Operation Lion's Roar, in which the Iraqi army combined forces with the US 3rd Armoured Cavalry Regiment, has already resulted in the death of Abu Khalaf, the al-Qa'ida leader, and the capture of more than 1000 suspects.
The group has been reduced to hit-and-run attacks, including one that killed two off-duty policemen at the weekend, and sporadic bombings aimed at killing large numbers of officials and civilians.
Even in the district of Zanjali, which was previously a hotbed of the insurgency, it was possible for reporters to accompany an Iraqi colonel on foot through streets of breeze-block houses studded with bullet holes. Hundreds of houses were searched without resistance.
US and Iraqi leaders believe that while it is premature to write off al-Qa'ida in Iraq, the Sunni group has lost control of its last urban base in Mosul, and its remnants have been driven into countryside to the south.
Iraqi Prime Minister Nouri al-Maliki, who has also led a crackdown on the Shia Mahdi Army in Basra and Baghdad in recent months, claimed yesterday that his Government had "defeated" terrorism.
"They were intending to besiege Baghdad and control it," he said. "But thanks to the will of the tribes, security forces, army and all Iraqis, we defeated them."
The number of foreign fighters coming over the border from Syria to bolster al-Qa'ida's numbers is thought to have significantly declined.
Brigadier General Abdullah Abdul, a senior Iraqi commander, said: "We've limited their movements with check-points.
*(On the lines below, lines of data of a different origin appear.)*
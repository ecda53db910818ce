//! Atomic publication of a batch of files.
//!
//! Writing happens in two phases. Phase 1 writes every file's new content
//! into a temporary file in the target's directory. Phase 2 renames each
//! temporary file over its target. A failure in phase 1 leaves every target
//! untouched. A failure in phase 2 puts the previous content back into the
//! targets already replaced, or removes them if they were new. Readers of a
//! target always see either the old or the new content, never a partial
//! file.

use std::io::Write;
use std::path::{Path, PathBuf};

use tempfile::NamedTempFile;
use tracing::{debug, warn};

use crate::digest::Digest;
use crate::error::{FileError, FileResult};

/// What the writer expects to find on disk before replacing a file.
#[derive(Clone, Copy, Debug, PartialEq, Eq)]
pub enum Baseline {
    /// The file must not exist yet.
    Absent,
    /// The file must still have the digest observed when it was loaded.
    Digest(Digest),
    /// Overwrite whatever is there.
    Any,
}

#[derive(Debug)]
struct PendingWrite {
    path: PathBuf,
    bytes: Vec<u8>,
    baseline: Baseline,
}

/// A file that was published, with the digest of its new content.
#[derive(Clone, Debug, PartialEq, Eq)]
pub struct Published {
    pub path: PathBuf,
    pub digest: Digest,
}

/// Collects file contents and publishes them together.
#[derive(Debug)]
pub struct BatchWriter {
    sync: bool,
    check_baselines: bool,
    pending: Vec<PendingWrite>,
}

impl BatchWriter {
    /// `sync` flushes temporary files to stable storage before they are
    /// published. `check_baselines` refuses to replace files that changed
    /// on disk.
    pub fn new(sync: bool, check_baselines: bool) -> Self {
        Self {
            sync,
            check_baselines,
            pending: Vec::new(),
        }
    }

    pub fn add(&mut self, path: impl Into<PathBuf>, bytes: Vec<u8>, baseline: Baseline) {
        self.pending.push(PendingWrite {
            path: path.into(),
            bytes,
            baseline,
        });
    }

    pub fn len(&self) -> usize {
        self.pending.len()
    }

    pub fn is_empty(&self) -> bool {
        self.pending.is_empty()
    }

    /// Check baselines, stage every file, then publish them all.
    pub fn commit(self) -> FileResult<Vec<Published>> {
        self.commit_with(|tmp, path| tmp.persist(path).map(drop).map_err(|e| e.error))
    }

    fn commit_with<F>(self, mut persist: F) -> FileResult<Vec<Published>>
    where
        F: FnMut(NamedTempFile, &Path) -> std::io::Result<()>,
    {
        let mut previous = Vec::with_capacity(self.pending.len());
        for write in &self.pending {
            previous.push(self.check_baseline(write)?);
        }

        let mut staged = Vec::with_capacity(self.pending.len());
        for write in &self.pending {
            let tmp = stage(&write.path, &write.bytes, self.sync)?;
            staged.push((tmp, write));
        }
        debug!(count = staged.len(), "batch staged");

        let mut published = Vec::with_capacity(staged.len());
        let mut replaced = Vec::with_capacity(staged.len());
        for ((tmp, write), before) in staged.into_iter().zip(previous) {
            if let Err(e) = persist(tmp, &write.path) {
                warn!(
                    path = %write.path.display(),
                    published = published.len(),
                    "publish failed part way through batch"
                );
                self.roll_back(replaced);
                return Err(FileError::io(&write.path, e));
            }
            replaced.push((write.path.as_path(), before));
            published.push(Published {
                path: write.path.clone(),
                digest: Digest::of(&write.bytes),
            });
        }
        if self.sync {
            sync_dirs(&published);
        }
        debug!(count = published.len(), "batch published");
        Ok(published)
    }

    /// Returns the current content of the target, `None` if it does not
    /// exist yet.
    fn check_baseline(&self, write: &PendingWrite) -> FileResult<Option<Vec<u8>>> {
        let current = match std::fs::read(&write.path) {
            Ok(bytes) => Some(bytes),
            Err(e) if e.kind() == std::io::ErrorKind::NotFound => None,
            Err(e) => return Err(FileError::io(&write.path, e)),
        };
        match (write.baseline, current.as_deref().map(Digest::of)) {
            (Baseline::Absent, Some(_)) => Err(FileError::AlreadyExists {
                path: write.path.clone(),
            }),
            (Baseline::Digest(expected), digest)
                if self.check_baselines && digest != Some(expected) =>
            {
                Err(FileError::Conflict {
                    path: write.path.clone(),
                })
            }
            _ => Ok(current),
        }
    }

    /// Put back the files a failed batch already replaced, newest first.
    fn roll_back(&self, replaced: Vec<(&Path, Option<Vec<u8>>)>) {
        for (path, before) in replaced.into_iter().rev() {
            let restored = match before {
                Some(bytes) => stage(path, &bytes, self.sync).and_then(|tmp| {
                    tmp.persist(path)
                        .map(drop)
                        .map_err(|e| FileError::io(path, e.error))
                }),
                None => std::fs::remove_file(path).map_err(|e| FileError::io(path, e)),
            };
            match restored {
                Ok(()) => debug!(path = %path.display(), "publish rolled back"),
                Err(e) => {
                    warn!(path = %path.display(), error = %e, "could not roll back published file")
                }
            }
        }
    }
}

/// Write `bytes` to a temporary file next to `target`.
fn stage(target: &Path, bytes: &[u8], sync: bool) -> FileResult<NamedTempFile> {
    let dir = match target.parent() {
        Some(d) if !d.as_os_str().is_empty() => d.to_path_buf(),
        _ => PathBuf::from("."),
    };
    std::fs::create_dir_all(&dir).map_err(|e| FileError::io(&dir, e))?;
    let mut tmp = NamedTempFile::new_in(&dir).map_err(|e| FileError::io(&dir, e))?;
    tmp.write_all(bytes).map_err(|e| FileError::io(target, e))?;
    if sync {
        tmp.as_file().sync_all().map_err(|e| FileError::io(target, e))?;
    }
    Ok(tmp)
}

/// Make the renames durable. Best effort: not every platform can open a
/// directory for syncing.
fn sync_dirs(published: &[Published]) {
    let mut dirs: Vec<&Path> = published.iter().filter_map(|p| p.path.parent()).collect();
    dirs.sort();
    dirs.dedup();
    for dir in dirs {
        if let Err(e) = std::fs::File::open(dir).and_then(|d| d.sync_all()) {
            debug!(dir = %dir.display(), error = %e, "directory sync skipped");
        }
    }
}

#[cfg(test)]
mod tests {
    use super::*;

    #[test]
    fn publishes_all_files() {
        let dir = tempfile::tempdir().unwrap();
        let a = dir.path().join("a.json");
        let b = dir.path().join("sub/b.json");
        let mut w = BatchWriter::new(true, true);
        w.add(&a, b"A".to_vec(), Baseline::Absent);
        w.add(&b, b"B".to_vec(), Baseline::Any);
        assert_eq!(w.len(), 2);

        let published = w.commit().unwrap();
        assert_eq!(published.len(), 2);
        assert_eq!(std::fs::read(&a).unwrap(), b"A");
        assert_eq!(std::fs::read(&b).unwrap(), b"B");
        assert_eq!(published[0].digest, Digest::of(b"A"));
    }

    #[test]
    fn existing_file_with_absent_baseline_rejected() {
        let dir = tempfile::tempdir().unwrap();
        let a = dir.path().join("a.json");
        std::fs::write(&a, b"old").unwrap();
        let mut w = BatchWriter::new(false, true);
        w.add(&a, b"new".to_vec(), Baseline::Absent);
        assert!(matches!(w.commit(), Err(FileError::AlreadyExists { .. })));
        assert_eq!(std::fs::read(&a).unwrap(), b"old");
    }

    #[test]
    fn conflict_leaves_every_file_untouched() {
        let dir = tempfile::tempdir().unwrap();
        let a = dir.path().join("a.json");
        let b = dir.path().join("b.json");
        std::fs::write(&a, b"a0").unwrap();
        std::fs::write(&b, b"b0").unwrap();
        let seen_b = Digest::of(b"b0");
        std::fs::write(&b, b"changed elsewhere").unwrap();

        let mut w = BatchWriter::new(false, true);
        w.add(&a, b"a1".to_vec(), Baseline::Digest(Digest::of(b"a0")));
        w.add(&b, b"b1".to_vec(), Baseline::Digest(seen_b));
        assert!(matches!(w.commit(), Err(FileError::Conflict { .. })));
        assert_eq!(std::fs::read(&a).unwrap(), b"a0");
        assert_eq!(std::fs::read(&b).unwrap(), b"changed elsewhere");
    }

    #[test]
    fn conflict_check_can_be_disabled() {
        let dir = tempfile::tempdir().unwrap();
        let a = dir.path().join("a.json");
        std::fs::write(&a, b"changed").unwrap();
        let mut w = BatchWriter::new(false, false);
        w.add(&a, b"new".to_vec(), Baseline::Digest(Digest::of(b"original")));
        w.commit().unwrap();
        assert_eq!(std::fs::read(&a).unwrap(), b"new");
    }

    #[test]
    fn failed_publish_restores_earlier_files() {
        let dir = tempfile::tempdir().unwrap();
        let a = dir.path().join("a.json");
        let b = dir.path().join("b.json");
        let c = dir.path().join("c.json");
        std::fs::write(&a, b"a0").unwrap();
        std::fs::write(&c, b"c0").unwrap();

        let mut w = BatchWriter::new(false, true);
        w.add(&a, b"a1".to_vec(), Baseline::Digest(Digest::of(b"a0")));
        w.add(&b, b"b1".to_vec(), Baseline::Absent);
        w.add(&c, b"c1".to_vec(), Baseline::Any);

        let mut calls = 0;
        let err = w
            .commit_with(|tmp, path| {
                calls += 1;
                if calls == 3 {
                    return Err(std::io::Error::new(std::io::ErrorKind::Other, "disk full"));
                }
                tmp.persist(path).map(drop).map_err(|e| e.error)
            })
            .unwrap_err();
        assert!(matches!(err, FileError::Io { ref path, .. } if path == &c));
        assert_eq!(std::fs::read(&a).unwrap(), b"a0");
        assert!(!b.exists());
        assert_eq!(std::fs::read(&c).unwrap(), b"c0");

        let mut names: Vec<_> = std::fs::read_dir(dir.path())
            .unwrap()
            .map(|e| e.unwrap().file_name())
            .collect();
        names.sort();
        assert_eq!(names, vec![std::ffi::OsString::from("a.json"), "c.json".into()]);
    }

    #[test]
    fn no_temp_files_left_behind() {
        let dir = tempfile::tempdir().unwrap();
        let mut w = BatchWriter::new(false, true);
        w.add(dir.path().join("a.json"), b"A".to_vec(), Baseline::Any);
        w.commit().unwrap();
        let names: Vec<_> = std::fs::read_dir(dir.path())
            .unwrap()
            .map(|e| e.unwrap().file_name())
            .collect();
        assert_eq!(names, vec![std::ffi::OsString::from("a.json")]);
    }
}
They are doing small attacks and trying big ones, but they're mostly not succeeding."
Major-General Mark Hertling, US commander in the north, said: "I think we're at the irreversible point."
Mr Maliki was speaking at ceremonies marking the fifth anniversary of the 2003 assassination of Ayatollah Mohammed Baqir al-Hakim, a leading opponent of Saddam Hussein who was killed in a truck bombing in the southern Iraqi city of Najaf after returning from exile in Iran.
Such attacks plagued Iraq following the US-led invasion, but violence in the country has fallen to its lowest level in four years. The change has been driven by last year's build-up of American forces, the Sunni tribal revolt against al-Qa'ida in Iraq and Mr Maliki's crackdowns, among other factors.
Mr Maliki plans to visit the United Arab Emirates today and also Italy and Germany later in the month - hoping that improved security at home will lead to greater international support.
Iraq is enjoying a surge in oil revenue driven by record crude prices and the highest production levels since Saddam's ouster. The Government expects to earn $73 billion from oil this year if prices remain high.
Putting some of this money to work, the Iraqi Government held a groundbreaking ceremony at the weekend for a project to refurbish the main road to the Baghdad airport.
Hallelujah. If Bush manages to avoid screwing things up in the next 197 days, we will essentially have won — a Pyrrhic victory, to be sure, but victory nonetheless. Hopefully, once President Obama is debriefed by the brass, he'll accelerate the withdrawal, and we can finally turn our attention to bin Laden. In fact, Bush could probably start withdrawing now, and have all of our troops out before the election, but, having refused to heed calls for withdrawal for so long, he is now invested in an eternity of war, as is John McCain. It's ironic: the Right accuses us of being invested in defeat, but in reality it's the other way around.